//! No-op trace impls
//!
//! This implementation stands in when no tracing backend is wired up. It is
//! also useful for testing purposes as it is intended to have minimal
//! resource utilization and runtime impact.

use crate::common::Tag;
use crate::trace::{Scope, Span, Tracer};

/// A no-op instance of a [`Span`].
#[derive(Clone, Debug, Default)]
pub struct NoopSpan {
    _private: (),
}

impl NoopSpan {
    /// Creates a new `NoopSpan` instance.
    pub fn new() -> Self {
        NoopSpan { _private: () }
    }
}

impl Span for NoopSpan {
    /// Ignores all tags
    fn tag(&mut self, _tag: Tag) {
        // Ignored
    }
}

/// A no-op instance of a [`Scope`].
#[derive(Debug, Default)]
pub struct NoopScope {
    _private: (),
}

impl Scope for NoopScope {
    /// There is nothing to restore
    fn close(self) {
        // Ignored
    }
}

/// A no-op instance of a [`Tracer`].
///
/// Reports no ambient span, so a correlation handler built over it degrades
/// to doing nothing at all.
#[derive(Clone, Debug, Default)]
pub struct NoopTracer {
    _private: (),
}

impl NoopTracer {
    /// Create a new no-op tracer
    pub fn new() -> Self {
        NoopTracer { _private: () }
    }
}

impl Tracer for NoopTracer {
    type Span = NoopSpan;
    type Scope = NoopScope;

    /// There is never an ambient span.
    fn current_span(&self) -> Option<Self::Span> {
        None
    }

    fn open_scope(&self, _span: &Self::Span) -> Self::Scope {
        NoopScope::default()
    }
}
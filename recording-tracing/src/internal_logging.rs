#![allow(unused_macros)]
//! Internal logging macros.
//!
//! `recording_debug!` and `recording_warn!` are intended for use **inside
//! this crate and by handler/backend implementations**, not for general
//! application logging. They emit through [`tracing`] when the
//! `internal-logs` feature is enabled and compile to nothing otherwise.
//!
//! When running tests with `--nocapture` the macros print to stdout, which
//! is useful for following the benign-degradation paths of the correlation
//! handler.
//!
//! [`tracing`]: https://crates.io/crates/tracing

/// Macro for logging debug messages, used on the handler's benign no-op
/// paths.
///
/// # Fields:
/// - `name`: The operation or action being logged.
/// - Additional optional key-value pairs can be passed as attributes.
#[macro_export]
macro_rules! recording_debug {
    (name: $name:expr $(,)?) => {
        #[cfg(feature = "internal-logs")]
        {
            $crate::_private::debug!(name: $name, target: env!("CARGO_PKG_NAME"), name = $name);
        }

        #[cfg(test)]
        {
            print!("recording_debug: name={}\n", $name);
        }

        #[cfg(all(not(feature = "internal-logs"), not(test)))]
        {
            let _ = $name; // Compiler will optimize this out as it's unused.
        }
    };
    (name: $name:expr, $($key:ident = $value:expr),+ $(,)?) => {
        #[cfg(feature = "internal-logs")]
        {
            $crate::_private::debug!(name: $name, target: env!("CARGO_PKG_NAME"), name = $name, $($key = $value),+);
        }

        #[cfg(test)]
        {
            print!("recording_debug: name={}", $name);
            $(
                print!(", {}={}", stringify!($key), $value);
            )+
            print!("\n");
        }

        #[cfg(all(not(feature = "internal-logs"), not(test)))]
        {
            let _ = ($name, $($value),+); // Compiler will optimize this out as it's unused.
        }
    };
}

/// Macro for logging warning messages.
///
/// # Fields:
/// - `name`: The operation or action being logged.
/// - Additional optional key-value pairs can be passed as attributes.
#[macro_export]
macro_rules! recording_warn {
    (name: $name:expr $(,)?) => {
        #[cfg(feature = "internal-logs")]
        {
            $crate::_private::warn!(name: $name, target: env!("CARGO_PKG_NAME"), name = $name);
        }

        #[cfg(test)]
        {
            print!("recording_warn: name={}\n", $name);
        }

        #[cfg(all(not(feature = "internal-logs"), not(test)))]
        {
            let _ = $name; // Compiler will optimize this out as it's unused.
        }
    };
    (name: $name:expr, $($key:ident = $value:expr),+ $(,)?) => {
        #[cfg(feature = "internal-logs")]
        {
            $crate::_private::warn!(name: $name, target: env!("CARGO_PKG_NAME"), name = $name, $($key = $value),+);
        }

        #[cfg(test)]
        {
            print!("recording_warn: name={}", $name);
            $(
                print!(", {}={}", stringify!($key), $value);
            )+
            print!("\n");
        }

        #[cfg(all(not(feature = "internal-logs"), not(test)))]
        {
            let _ = ($name, $($value),+); // Compiler will optimize this out as it's unused.
        }
    };
}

- **Exercise details**
Your reply should contain every entry, repeated exactly.

- **Exercise solution**
//! No-op trace impls
//!
//! This implementation stands in when no tracing backend is wired up. It is
//! also useful for testing purposes as it is intended to have minimal
//! resource utilization and runtime impact.

use crate::common::Tag;
use crate::trace::{Scope, Span, Tracer};

/// A no-op instance of a [`Span`].
#[derive(Clone, Debug, Default)]
pub struct NoopSpan {
    _private: (),
}

impl NoopSpan {
    /// Creates a new `NoopSpan` instance.
    pub fn new() -> Self {
        NoopSpan { _private: () }
    }
}

impl Span for NoopSpan {
    /// Ignores all tags
    fn tag(&mut self, _tag: Tag) {
        // Ignored
    }
}

/// A no-op instance of a [`Scope`].
#[derive(Debug, Default)]
pub struct NoopScope {
    _private: (),
}

impl Scope for NoopScope {
    /// There is nothing to restore
    fn close(self) {
        // Ignored
    }
}

/// A no-op instance of a [`Tracer`].
///
/// Reports no ambient span, so a correlation handler built over it degrades
/// to doing nothing at all.
#[derive(Clone, Debug, Default)]
pub struct NoopTracer {
    _private: (),
}

impl NoopTracer {
    /// Create a new no-op tracer
    pub fn new() -> Self {
        NoopTracer { _private: () }
    }
}

impl Tracer for NoopTracer {
    type Span = NoopSpan;
    type Scope = NoopScope;

    /// There is never an ambient span.
    fn current_span(&self) -> Option<Self::Span> {
        None
    }

    fn open_scope(&self, _span: &Self::Span) -> Self::Scope {
        NoopScope::default()
    }
}
filename recording-tracing/src/internal_logging.rs
#![allow(unused_macros)]
//! Internal logging macros.
//!
//! `recording_debug!` and `recording_warn!` are intended for use **inside
//! this crate and by handler/backend implementations**, not for general
//! application logging. They emit through [`tracing`] when the
//! `internal-logs` feature is enabled and compile to nothing otherwise.
//!
//! When running tests with `--nocapture` the macros print to stdout, which
//! is useful for following the benign-degradation paths of the correlation
//! handler.
//!
//! [`tracing`]: https://crates.io/crates/tracing

/// Macro for logging debug messages, used on the handler's benign no-op
/// paths.
///
/// # Fields:
/// - `name`: The operation or action being logged.
/// - Additional optional key-value pairs can be passed as attributes.
#[macro_export]
macro_rules! recording_debug {
    (name: $name:expr $(,)?) => {
        #[cfg(feature = "internal-logs")]
        {
            $crate::_private::debug!(name: $name, target: env!("CARGO_PKG_NAME"), name = $name);
        }

        #[cfg(test)]
        {
            print!("recording_debug: name={}\n", $name);
        }

        #[cfg(all(not(feature = "internal-logs"), not(test)))]
        {
            let _ = $name; // Compiler will optimize this out as it's unused.
        }
    };
    (name: $name:expr, $($key:ident = $value:expr),+ $(,)?) => {
        #[cfg(feature = "internal-logs")]
        {
            $crate::_private::debug!(name: $name, target: env!("CARGO_PKG_NAME"), name = $name, $($key = $value),+);
        }

        #[cfg(test)]
        {
            print!("recording_debug: name={}", $name);
            $(
                print!(", {}={}", stringify!($key), $value);
            )+
            print!("\n");
        }

        #[cfg(all(not(feature = "internal-logs"), not(test)))]
        {
            let _ = ($name, $($value),+); // Compiler will optimize this out as it's unused.
        }
    };
}

/// Macro for logging warning messages.
///
/// # Fields:
/// - `name`: The operation or action being logged.
/// - Additional optional key-value pairs can be passed as attributes.
#[macro_export]
macro_rules! recording_warn {
    (name: $name:expr $(,)?) => {
        #[cfg(feature = "internal-logs")]
        {
            $crate::_private::warn!(name: $name, target: env!("CARGO_PKG_NAME"), name = $name);
        }

        #[cfg(test)]
        {
            print!("recording_warn: name={}\n", $name);
        }

        #[cfg(all(not(feature = "internal-logs"), not(test)))]
        {
            let _ = $name; // Compiler will optimize this out as it's unused.
        }
    };
    (name: $name:expr, $($key:ident = $value:expr),+ $(,)?) => {
        #[cfg(feature = "internal-logs")]
        {
            $crate::_private::warn!(name: $name, target: env!("CARGO_PKG_NAME"), name = $name, $($key = $value),+);
        }

        #[cfg(test)]
        {
            print!("recording_warn: name={}", $name);
            $(
                print!(", {}={}", stringify!($key), $value);
            )+
            print!("\n");
        }

        #[cfg(all(not(feature = "internal-logs"), not(test)))]
        {
            let _ = ($name, $($value),+); // Compiler will optimize this out as it's unused.
        }
    };
}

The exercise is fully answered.